As obras de infraestrutura rodoferroviárias projetadas e em execução no período 2006-2014
sinalizam passo a passo a racionalização do espaço em áreas com e sem restos de divisão
social e territorial do trabalho antigas. Estas áreas foram chamadas de não metropolitanas
para distinguir o avanço da fronteira agropecuária como seu processo motor. As estruturas
postas em movimento alicerçam uma “modernização com pés descalços”, pois não reforma
as estruturas socioeconômicas de base, o que leva a contrapontos interessantes com a
evolução da estrutura agrária, com o sentido das relações rurais e urbanas e,
principalmente, com as mudanças que se processarão nas hierarquias urbanas no Brasil
contemporâneo, tendentes a reproduzir o jogo metropolitano e importar sua crise.
Entende-se que, neste novo contexto de transformações, os imperativos do mercado
mundial de commodities, a partir dos anos de 1990 e de 2010, produziram efeitos
econômicos, em grande parte, perversos (reprimarização, desindustrialização...) que
redimensionaram/interferiram na configuração espacial brasileira.

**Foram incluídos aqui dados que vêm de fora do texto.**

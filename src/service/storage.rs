//! Object storage client for photo uploads.
//!
//! Talks to the storage provider's HTTP API with the service-role key. Stored
//! values in the database are bucket-relative paths; public URLs are resolved
//! on the way out.

use reqwest::Client;

use crate::{config::Config, error::AppError};

pub const BUCKET_PROFILE_PHOTOS: &str = "profile-photos";
pub const BUCKET_THEME_PHOTOS: &str = "theme-photos";
pub const BUCKET_GAME_PHOTOS: &str = "game-photos";
pub const BUCKET_MESSAGE_PHOTOS: &str = "message-photos";
pub const BUCKET_PRIVATE_MESSAGE_PHOTOS: &str = "private-message-photos";
pub const BUCKET_CHARACTER_PHOTOS: &str = "character-photos";

pub struct StorageService<'a> {
    http: &'a Client,
    config: &'a Config,
}

impl<'a> StorageService<'a> {
    pub fn new(http: &'a Client, config: &'a Config) -> Self {
        Self { http, config }
    }

    /// Uploads an object, overwriting any previous object at the same path.
    ///
    /// # Arguments
    /// - `bucket` - Target bucket
    /// - `path` - Bucket-relative object path
    /// - `content_type` - MIME type reported by the upload
    /// - `data` - Raw object bytes
    pub async fn upload(
        &self,
        bucket: &str,
        path: &str,
        content_type: &str,
        data: Vec<u8>,
    ) -> Result<(), AppError> {
        let url = format!(
            "{}/storage/v1/object/{}/{}",
            self.config.supabase_url, bucket, path
        );

        let response = self
            .http
            .post(&url)
            .bearer_auth(&self.config.supabase_service_role_key)
            .header("apikey", &self.config.supabase_service_role_key)
            .header("x-upsert", "true")
            .header(reqwest::header::CONTENT_TYPE, content_type)
            .body(data)
            .send()
            .await?;

        if !response.status().is_success() {
            let status = response.status();
            return Err(AppError::InternalError(format!(
                "Storage upload to {}/{} failed with status {}",
                bucket, path, status
            )));
        }

        Ok(())
    }

    /// Removes an object from a bucket.
    pub async fn delete(&self, bucket: &str, path: &str) -> Result<(), AppError> {
        let url = format!("{}/storage/v1/object/{}", self.config.supabase_url, bucket);

        let response = self
            .http
            .delete(&url)
            .bearer_auth(&self.config.supabase_service_role_key)
            .header("apikey", &self.config.supabase_service_role_key)
            .json(&serde_json::json!({ "prefixes": [path] }))
            .send()
            .await?;

        if !response.status().is_success() {
            let status = response.status();
            return Err(AppError::InternalError(format!(
                "Storage delete of {}/{} failed with status {}",
                bucket, path, status
            )));
        }

        Ok(())
    }

    /// Removes an object, logging instead of failing when the provider
    /// rejects the call. Used where a dangling object is acceptable.
    pub async fn delete_best_effort(&self, bucket: &str, path: &str) {
        if let Err(err) = self.delete(bucket, path).await {
            tracing::warn!("Failed to delete stored object {}/{}: {}", bucket, path, err);
        }
    }

    /// Resolves a stored bucket-relative path to a public URL.
    pub fn public_url(&self, bucket: &str, path: &str) -> String {
        format!(
            "{}/storage/v1/object/public/{}/{}",
            self.config.supabase_url, bucket, path
        )
    }

    /// Resolves an optional stored path, passing `None` through.
    pub fn resolve(&self, bucket: &str, path: Option<&str>) -> Option<String> {
        path.map(|p| self.public_url(bucket, p))
    }
}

A consequência
fundamental foi o rompimento com uma perspectiva de integração econômico-territorial do
desenvolvimento nacional amplificadora dos benéficos socioeconômicos, o que vem se
refletindo nas hierarquias urbanas das regiões brasileiras. A força de inter-mediação da
cidade media, nesse aspecto, remete à compreensão da dinâmica dos arranjos urbanos
intermediários, a fim de especificar as tenções do planejamento, contempladas nas obras do
PAC, e as tensões no território, derivadas da ação escalar do Estado e do grande capital
privado. Tais transformações criam novas determinações e, ao mesmo tempo, novos
impasses inter e intrarregionais, podendo inclusive limitar ainda mais o alcance de um
desenvolvimento nacional verdadeiramente integrado.
Finalmente, este artigo quis contribuir com os estudos recentes sobre cidades
intermediárias, reconhecendo que os inúmeros os estudos de casos que retratam
substancialmente o tema das cidades pequenas e médias não foram tratados aqui, pois se
priorizou o quadro estrutural das mudanças em curso nas hierarquias urbanas de áreas não
metropolitanas, cujos estudos são em menor número que os trabalhos que remetem quase
sempre aos espaços metropolitanos tradicionais em primeira e última análise.